NEW YORK: Companies like Procter & Gamble, Coca-Cola and Philips are creating new market research models suitable for the social media age.

Speaking at the Advertising Research Foundation's Re:Think 2011 conference, Joan Lewis, Procter & Gamble's global consumer and knowledge officer, suggested such a transformation is vital.

"We need to be methodology agnostic," she said, according to Ad Age.

This principle should replace the tendency of treating techniques and procedures "like ideologies" and "believing a method, particularly survey research, will be the solution to anything."

"We are all brought into the research industry with the almost dogmatic belief that representation is everything," Lewis added.

"We need to get away from the notion that being representative of something is the only way to learn."

"I still hear people say, 'That social-media thing, that's not really going to pan out.' We will learn enormously whether [opinions gathered in this way are] representative or not."

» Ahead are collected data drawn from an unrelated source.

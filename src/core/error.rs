//! # Pipeline Errors / 管道错误
//!
//! Typed failures the binary maps to console messages and exit codes.
//! Recoverable per-file problems during a merge are not errors; they are
//! reported as [`crate::core::merge::SourceOutcome`] values instead.
//!
//! 二进制程序映射到控制台消息和退出码的类型化错误。

use std::path::PathBuf;
use thiserror::Error;

#[derive(Debug, Error)]
pub enum PipelineError {
    /// A stage's single required input file does not exist.
    /// 某个阶段唯一必需的输入文件不存在。
    #[error("required input not found: {}", path.display())]
    MissingInput { path: PathBuf },

    /// The input exists but could not be read or parsed as the expected JSON.
    /// 输入文件存在，但无法读取或解析为预期的 JSON。
    #[error("failed to parse {}: {source}", path.display())]
    MalformedInput {
        path: PathBuf,
        #[source]
        source: Box<dyn std::error::Error + Send + Sync>,
    },

    /// None of the merge candidates could be merged.
    #[error("no reports found to merge")]
    NoReports,
}

impl PipelineError {
    /// Whether the error should terminate the process with a failure code.
    /// `NoReports` is a warning-level outcome and exits cleanly.
    pub fn is_fatal(&self) -> bool {
        !matches!(self, PipelineError::NoReports)
    }
}
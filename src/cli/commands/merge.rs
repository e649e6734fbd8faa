//! # Merge Command Module / 合并命令模块
//!
//! Implements `merge`: folds the configured shard reports into
//! `merged-results.json`.
//!
//! 实现 `merge` 命令：将配置的分片报告合并为 `merged-results.json`。

use anyhow::Result;

use crate::cli::CommandContext;
use crate::core::PipelineError;
use crate::core::config::MERGED_FILE;
use crate::core::pipeline::merge_stage;
use crate::reporting::console::{print_merge_outcomes, print_merged_summary, print_no_reports};

pub fn execute(ctx: &CommandContext) -> Result<()> {
    let output = ctx.config.report_path(MERGED_FILE);
    let result = merge_stage(&ctx.config.reports_dir, &ctx.config.merge_sources, &output)?;
    print_merge_outcomes(&result, &ctx.locale);

    match &result.report {
        Some(report) => {
            print_merged_summary(&report.stats_or_default(), &output, &ctx.locale);
            Ok(())
        }
        None => {
            print_no_reports(&ctx.locale);
            Err(PipelineError::NoReports.into())
        }
    }
}
//! # Merge Unit Tests / 合并单元测试

use suite_metrics::core::factory::{self, SequenceGenerator};
use suite_metrics::merge::{SourceOutcome, merge_files};

mod common;

fn names(list: &[&str]) -> Vec<String> {
    list.iter().map(|s| s.to_string()).collect()
}

#[test]
fn test_two_shards_are_summed() {
    let temp_dir = common::setup_workspace();
    let dir = common::reports_dir(&temp_dir);
    let mut seq = SequenceGenerator::new();
    common::write_json(&dir, "a.json", &common::shard_a(&mut seq));
    common::write_json(&dir, "b.json", &common::shard_b(&mut seq));

    let result = merge_files(&dir, &names(&["a.json", "b.json"]));

    assert_eq!(result.merged_count(), 2);
    let report = result.report.expect("merged report");
    let stats = report.stats.expect("merged stats");
    assert_eq!(stats.duration, 3000.0);
    assert_eq!(stats.expected, 8);
    assert_eq!(stats.unexpected, 1);
    assert_eq!(stats.flaky, 1);
    assert_eq!(stats.skipped, 1);
    assert_eq!(stats.total, Some(10));
    assert_eq!(stats.pass_rate.as_deref(), Some("90.00"));
    assert!(stats.end_time.is_some());
    assert_eq!(report.suites.len(), 2);
}

#[test]
fn test_config_is_first_wins() {
    let temp_dir = common::setup_workspace();
    let dir = common::reports_dir(&temp_dir);
    let mut seq = SequenceGenerator::new();
    let mut second = common::shard_a(&mut seq);
    second.config = Some(serde_json::json!({ "rootDir": "/second" }));
    common::write_json(&dir, "b.json", &common::shard_b(&mut seq));
    common::write_json(&dir, "a.json", &common::shard_a(&mut seq));
    common::write_json(&dir, "c.json", &second);

    let result = merge_files(&dir, &names(&["b.json", "a.json", "c.json"]));

    let config = result.report.and_then(|r| r.config).expect("adopted config");
    assert_eq!(config["rootDir"], "/shard-a");
}

#[test]
fn test_same_file_twice_doubles_counts() {
    let temp_dir = common::setup_workspace();
    let dir = common::reports_dir(&temp_dir);
    let mut seq = SequenceGenerator::new();
    common::write_json(&dir, "a.json", &common::shard_a(&mut seq));

    let result = merge_files(&dir, &names(&["a.json", "a.json"]));

    let stats = result.report.and_then(|r| r.stats).expect("merged stats");
    assert_eq!(stats.expected, 10);
    assert_eq!(stats.unexpected, 2);
    assert_eq!(stats.skipped, 2);
    assert_eq!(stats.total, Some(12));
    assert_eq!(stats.duration, 4000.0);
}

#[test]
fn test_missing_and_malformed_are_skipped() {
    let temp_dir = common::setup_workspace();
    let dir = common::reports_dir(&temp_dir);
    let mut seq = SequenceGenerator::new();
    common::write_json(&dir, "good.json", &common::shard_b(&mut seq));
    std::fs::write(dir.join("broken.json"), "{ not json").unwrap();

    let result = merge_files(&dir, &names(&["absent.json", "broken.json", "good.json"]));

    assert!(matches!(result.outcomes[0], SourceOutcome::Missing { .. }));
    assert!(matches!(result.outcomes[1], SourceOutcome::Malformed { .. }));
    assert!(result.outcomes[2].is_merged());
    let stats = result.report.and_then(|r| r.stats).expect("merged stats");
    assert_eq!(stats.expected, 3);
}

#[test]
fn test_nothing_merged_yields_no_report() {
    let temp_dir = common::setup_workspace();
    let dir = common::reports_dir(&temp_dir);

    let result = merge_files(&dir, &names(&["a.json", "b.json"]));

    assert_eq!(result.merged_count(), 0);
    assert!(result.report.is_none());
}

#[test]
fn test_zero_total_pass_rate() {
    let temp_dir = common::setup_workspace();
    let dir = common::reports_dir(&temp_dir);
    let empty = factory::report(Vec::new(), None);
    common::write_json(&dir, "empty.json", &empty);

    let result = merge_files(&dir, &names(&["empty.json"]));

    let stats = result.report.and_then(|r| r.stats).expect("merged stats");
    assert_eq!(stats.total, Some(0));
    assert_eq!(stats.pass_rate.as_deref(), Some("0.00"));
}

#[test]
fn test_pass_rate_ties_round_up() {
    let temp_dir = common::setup_workspace();
    let dir = common::reports_dir(&temp_dir);
    let shard = factory::report(Vec::new(), Some(factory::run_stats(0.0, 97, 703, 0, 0)));
    common::write_json(&dir, "tie.json", &shard);

    let result = merge_files(&dir, &names(&["tie.json"]));

    let stats = result.report.and_then(|r| r.stats).expect("merged stats");
    assert_eq!(stats.pass_rate.as_deref(), Some("12.13"));
}

#[test]
fn test_unknown_fields_are_kept_first_wins() {
    let temp_dir = common::setup_workspace();
    let dir = common::reports_dir(&temp_dir);
    std::fs::write(
        dir.join("a.json"),
        r#"{"suites":[],"version":"1.40","stats":{"expected":1,"workers":2}}"#,
    )
    .unwrap();
    std::fs::write(
        dir.join("b.json"),
        r#"{"suites":[],"version":"1.41","shard":2,"stats":{"expected":1,"workers":4}}"#,
    )
    .unwrap();

    let result = merge_files(&dir, &names(&["a.json", "b.json"]));

    let report = result.report.expect("merged report");
    assert_eq!(report.extra["version"], "1.40");
    assert_eq!(report.extra["shard"], 2);
    let json = serde_json::to_value(&report).unwrap();
    assert_eq!(json["stats"]["workers"], 2);
    assert_eq!(json["stats"]["expected"], 2);
}
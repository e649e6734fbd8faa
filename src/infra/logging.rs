//! Diagnostic logging.
//!
//! User-facing output goes to stdout through the console reporter; this
//! subscriber writes `tracing` events to stderr, filtered by `RUST_LOG`
//! (default `warn`).

use tracing_subscriber::EnvFilter;

pub fn init_tracing() {
    let filter = EnvFilter::try_from_default_env().unwrap_or_else(|_| EnvFilter::new("warn"));
    // A second call (e.g. from tests) keeps the first subscriber.
    let _ = tracing_subscriber::fmt()
        .with_env_filter(filter)
        .with_writer(std::io::stderr)
        .with_target(false)
        .try_init();
}
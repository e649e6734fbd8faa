//! # Infrastructure Module / 基础设施模块
//!
//! This module provides infrastructure services for Suite Metrics,
//! including file system operations, i18n and diagnostic logging setup.
//!
//! 此模块为 Suite Metrics 提供基础设施服务，
//! 包括文件系统操作、国际化和诊断日志设置。

pub mod fs;
pub mod logging;

// Re-export i18n functions for easier access
pub use rust_i18n::t;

However, Lewis warned Web 2.0 platforms such as Facebook and Twitter can be a substitute for certain tools, but also makes securing insights challenging.

"The more people see two-way engagement and being able to interact with people all over the world, I think the less they want to be involved in structured research," she said.

"If I have something to say to that company now, there are lots of ways to say it."

Joe Tripodi, Coca-Cola's chief marketing and commercial officer, proposed moving from monitoring "impressions" among shoppers to understanding their "expressions".

The soft drinks manufacturer has instituted innovative remuneration schemes concerning its ad agencies, and Tripodi posited a similar approach might be valid for research rosters.

"I would gladly pay a lot more money to our agency partners in the research area if they delivered for us that game-changing insight," he said. "Absolutely, where do I sign up?"

One key problem, he continued, is that social media analytics are currently somewhat short of the "level of sophistication we need it to be".

Roxana Strohmenger, an analyst at Forrester, asserted the need to modernise is increasingly pressing as the number of information sources explode and "do-it-yourself" projects become viable.

"We're seeing a lack of internal checks and balances on internal data collection," she said.

"We're seeing other departments that may not have professionals on their team who have the right methods to collect data."

Federico Trovato, vice president, consumer market intelligence and strategy at electronics group Philips Consumer Lifestyle, argued constructing a hub to coordinate activity is essential.

"You need a mechanism for control of the information that is running around the company. Philips is a large organisation, I don't know all the surveys that get done," he said.

"But I'm trying to bring a way of working which means you have a brief that you fill in, and a request for data, and if it's stored in a centralised system."

An example of this unified operational model in practice is drawing together advertising effectiveness data across various countries, and conducting detailed analysis to prove return on investment.

"That led to decisions to pull out of advertising or invest more - the media departments tend to keep this data for themselves, but we acted as a clearing house," Trovato said.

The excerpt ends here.